**YOUR INSTRUCTIONS**
Below are the entries. Set down exactly the line containing "new row unconditionally." and each line after it.

Dataset excerpts:
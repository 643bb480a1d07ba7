use async_trait::async_trait;
use chrono::{DateTime, Utc};

use hololith_core::{
    AnalyticsEvent, ExploreQuery, Membership, Page, PageId, Plan, PlanDraft, PlanId, Product,
    ProductId, Store, StoreId, Subscription, Tag, TagId, Tenant, TenantId, User, UserId,
    ViewEventType, ViewTotals,
};

use crate::error::StoreError;

/// Plans and tenant subscriptions.
#[async_trait]
pub trait PlanStore: Send + Sync {
    /// Insert a plan, or replace the name, quotas and features of the plan with the same code.
    async fn upsert_plan(&self, draft: &PlanDraft) -> Result<Plan, StoreError>;

    /// Return the plan with `draft.code`, inserting it from `draft` if absent.
    /// An existing plan is returned unchanged.
    async fn get_or_create_plan(&self, draft: &PlanDraft) -> Result<Plan, StoreError>;

    async fn get_plan(&self, id: &PlanId) -> Result<Option<Plan>, StoreError>;

    async fn get_plan_by_code(&self, code: &str) -> Result<Option<Plan>, StoreError>;

    /// All plans, ordered by `maxStores` ascending.
    async fn list_plans(&self) -> Result<Vec<Plan>, StoreError>;

    async fn get_subscription(&self, tenant: &TenantId)
    -> Result<Option<Subscription>, StoreError>;

    /// Return the tenant's subscription, creating an active one on `plan` if absent.
    async fn get_or_create_subscription(
        &self,
        tenant: &TenantId,
        plan: &PlanId,
    ) -> Result<Subscription, StoreError>;

    /// Repoint the tenant's subscription at `plan` and reset its status to active.
    ///
    /// Returns [`StoreError::NotFound`] if the tenant has no subscription.
    async fn set_subscription_plan(
        &self,
        tenant: &TenantId,
        plan: &PlanId,
    ) -> Result<Subscription, StoreError>;
}

/// User accounts.
#[async_trait]
pub trait UserStore: Send + Sync {
    /// Returns [`StoreError::Conflict`] if the email is taken.
    async fn create_user(&self, user: &User) -> Result<(), StoreError>;

    async fn get_user(&self, id: &UserId) -> Result<Option<User>, StoreError>;

    /// Look up by (already normalized) email.
    async fn find_user_by_email(&self, email: &str) -> Result<Option<User>, StoreError>;

    async fn set_refresh_token_hash(
        &self,
        id: &UserId,
        hash: Option<&str>,
    ) -> Result<(), StoreError>;
}

/// Tenants and memberships.
#[async_trait]
pub trait TenantStore: Send + Sync {
    /// Create a tenant together with its owner's membership.
    async fn create_tenant(&self, tenant: &Tenant, owner: &Membership) -> Result<(), StoreError>;

    async fn get_tenant(&self, id: &TenantId) -> Result<Option<Tenant>, StoreError>;

    async fn get_membership(
        &self,
        tenant: &TenantId,
        user: &UserId,
    ) -> Result<Option<Membership>, StoreError>;

    /// Every membership of `user`, with its tenant, oldest first.
    async fn list_memberships(
        &self,
        user: &UserId,
    ) -> Result<Vec<(Membership, Tenant)>, StoreError>;
}

/// Stores, products and pages.
///
/// Inserts and updates return [`StoreError::Conflict`] when a uniqueness rule
/// is violated: store `slug` and `subdomain` globally, product and page `slug`
/// within their store. Updates of a missing row return [`StoreError::NotFound`].
#[async_trait]
pub trait CatalogStore: Send + Sync {
    async fn insert_store(&self, store: &Store) -> Result<(), StoreError>;
    async fn update_store(&self, store: &Store) -> Result<(), StoreError>;
    async fn get_store(&self, id: &StoreId) -> Result<Option<Store>, StoreError>;
    async fn find_store_by_slug(&self, slug: &str) -> Result<Option<Store>, StoreError>;
    async fn find_store_by_subdomain(&self, subdomain: &str)
    -> Result<Option<Store>, StoreError>;
    /// The tenant's stores, newest first.
    async fn list_stores(&self, tenant: &TenantId) -> Result<Vec<Store>, StoreError>;
    async fn count_stores(&self, tenant: &TenantId) -> Result<u64, StoreError>;

    async fn insert_product(&self, product: &Product) -> Result<(), StoreError>;
    async fn update_product(&self, product: &Product) -> Result<(), StoreError>;
    async fn get_product(&self, id: &ProductId) -> Result<Option<Product>, StoreError>;
    async fn find_product_by_slug(
        &self,
        store: &StoreId,
        slug: &str,
    ) -> Result<Option<Product>, StoreError>;
    /// The tenant's products, optionally limited to one store, newest first.
    async fn list_products(
        &self,
        tenant: &TenantId,
        store: Option<&StoreId>,
    ) -> Result<Vec<Product>, StoreError>;
    /// Published products of a store, newest first. Does not check the store's own status.
    async fn list_published_products(&self, store: &StoreId) -> Result<Vec<Product>, StoreError>;
    async fn count_products_in_store(&self, store: &StoreId) -> Result<u64, StoreError>;
    async fn count_products_for_tenant(&self, tenant: &TenantId) -> Result<u64, StoreError>;

    async fn insert_page(&self, page: &Page) -> Result<(), StoreError>;
    async fn update_page(&self, page: &Page) -> Result<(), StoreError>;
    async fn get_page(&self, id: &PageId) -> Result<Option<Page>, StoreError>;
    async fn find_page_by_slug(
        &self,
        store: &StoreId,
        slug: &str,
    ) -> Result<Option<Page>, StoreError>;
    /// The tenant's pages, optionally limited to one store, newest first.
    async fn list_pages(
        &self,
        tenant: &TenantId,
        store: Option<&StoreId>,
    ) -> Result<Vec<Page>, StoreError>;

    /// Published stores matching the query's text and tag filters, sorted and paged.
    async fn search_stores(&self, query: &ExploreQuery) -> Result<Vec<Store>, StoreError>;
    /// Published products of published stores matching the query, sorted and paged.
    async fn search_products(&self, query: &ExploreQuery) -> Result<Vec<Product>, StoreError>;
}

/// Global tags and their links to stores and products.
#[async_trait]
pub trait TagStore: Send + Sync {
    /// Returns [`StoreError::Conflict`] if the slug is taken.
    async fn insert_tag(&self, tag: &Tag) -> Result<(), StoreError>;
    async fn get_tag(&self, id: &TagId) -> Result<Option<Tag>, StoreError>;
    async fn find_tag_by_slug(&self, slug: &str) -> Result<Option<Tag>, StoreError>;
    /// All tags ordered by tier, then name.
    async fn list_tags(&self) -> Result<Vec<Tag>, StoreError>;

    /// Link a tag to a store. Returns `true` if the link is new.
    async fn link_store_tag(&self, store: &StoreId, tag: &TagId) -> Result<bool, StoreError>;
    /// Returns `true` if a link existed.
    async fn unlink_store_tag(&self, store: &StoreId, tag: &TagId) -> Result<bool, StoreError>;
    async fn link_product_tag(&self, product: &ProductId, tag: &TagId)
    -> Result<bool, StoreError>;
    async fn unlink_product_tag(
        &self,
        product: &ProductId,
        tag: &TagId,
    ) -> Result<bool, StoreError>;

    /// Tags linked to a store, ordered by tier, then name.
    async fn tags_for_store(&self, store: &StoreId) -> Result<Vec<Tag>, StoreError>;
    /// Tags linked to a product, ordered by tier, then name.
    async fn tags_for_product(&self, product: &ProductId) -> Result<Vec<Tag>, StoreError>;

    /// Published stores carrying the tag, newest first.
    async fn published_stores_with_tag(&self, tag: &TagId) -> Result<Vec<Store>, StoreError>;
    /// Published products of published stores carrying the tag, newest first.
    async fn published_products_with_tag(&self, tag: &TagId)
    -> Result<Vec<Product>, StoreError>;
}

/// Recorded views and tenant-scoped aggregates over them.
///
/// Tenant scoping follows content ownership: store views through the store,
/// product views through the product's store, page views through the page's store.
#[async_trait]
pub trait AnalyticsStore: Send + Sync {
    /// Insert a new row unconditionally.
    async fn insert_event(&self, event: &AnalyticsEvent) -> Result<(), StoreError>;

    /// Insert unless a row with the same idempotency key exists.
    ///
    /// Returns `true` when a row was inserted. Must be atomic with respect to
    /// concurrent calls carrying the same key: at most one row survives.
    /// Events without a key are rejected with [`StoreError::Backend`].
    async fn upsert_event_by_key(&self, event: &AnalyticsEvent) -> Result<bool, StoreError>;

    /// Per-type counts for a tenant, optionally limited to events at or after `since`.
    async fn count_views(
        &self,
        tenant: &TenantId,
        since: Option<DateTime<Utc>>,
    ) -> Result<ViewTotals, StoreError>;

    /// Type and timestamp of each tenant event at or after `since`.
    async fn view_timestamps(
        &self,
        tenant: &TenantId,
        since: DateTime<Utc>,
    ) -> Result<Vec<(ViewEventType, DateTime<Utc>)>, StoreError>;

    /// Per-type counts of views of a store, its products and its pages at or after `since`.
    async fn count_store_views(
        &self,
        store: &StoreId,
        since: DateTime<Utc>,
    ) -> Result<ViewTotals, StoreError>;

    /// Number of rows recorded under an idempotency key (0 or 1).
    async fn count_events_with_key(&self, key: &str) -> Result<u64, StoreError>;
}

/// A complete persistence backend.
#[async_trait]
pub trait Repository:
    PlanStore + UserStore + TenantStore + CatalogStore + TagStore + AnalyticsStore
{
    /// Verify the backend is reachable.
    async fn ping(&self) -> Result<(), StoreError>;
}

**ANSWER SPACE**
    /// Insert a new row unconditionally.
    async fn insert_event(&self, event: &AnalyticsEvent) -> Result<(), StoreError>;

    /// Insert unless a row with the same idempotency key exists.
    ///
    /// Returns `true` when a row was inserted. Must be atomic with respect to
    /// concurrent calls carrying the same key: at most one row survives.
    /// Events without a key are rejected with [`StoreError::Backend`].
    async fn upsert_event_by_key(&self, event: &AnalyticsEvent) -> Result<bool, StoreError>;

    /// Per-type counts for a tenant, optionally limited to events at or after `since`.
    async fn count_views(
        &self,
        tenant: &TenantId,
        since: Option<DateTime<Utc>>,
    ) -> Result<ViewTotals, StoreError>;

    /// Type and timestamp of each tenant event at or after `since`.
    async fn view_timestamps(
        &self,
        tenant: &TenantId,
        since: DateTime<Utc>,
    ) -> Result<Vec<(ViewEventType, DateTime<Utc>)>, StoreError>;

    /// Per-type counts of views of a store, its products and its pages at or after `since`.
    async fn count_store_views(
        &self,
        store: &StoreId,
        since: DateTime<Utc>,
    ) -> Result<ViewTotals, StoreError>;

    /// Number of rows recorded under an idempotency key (0 or 1).
    async fn count_events_with_key(&self, key: &str) -> Result<u64, StoreError>;
}

/// A complete persistence backend.
#[async_trait]
pub trait Repository:
    PlanStore + UserStore + TenantStore + CatalogStore + TagStore + AnalyticsStore
{
    /// Verify the backend is reachable.
    async fn ping(&self) -> Result<(), StoreError>;
}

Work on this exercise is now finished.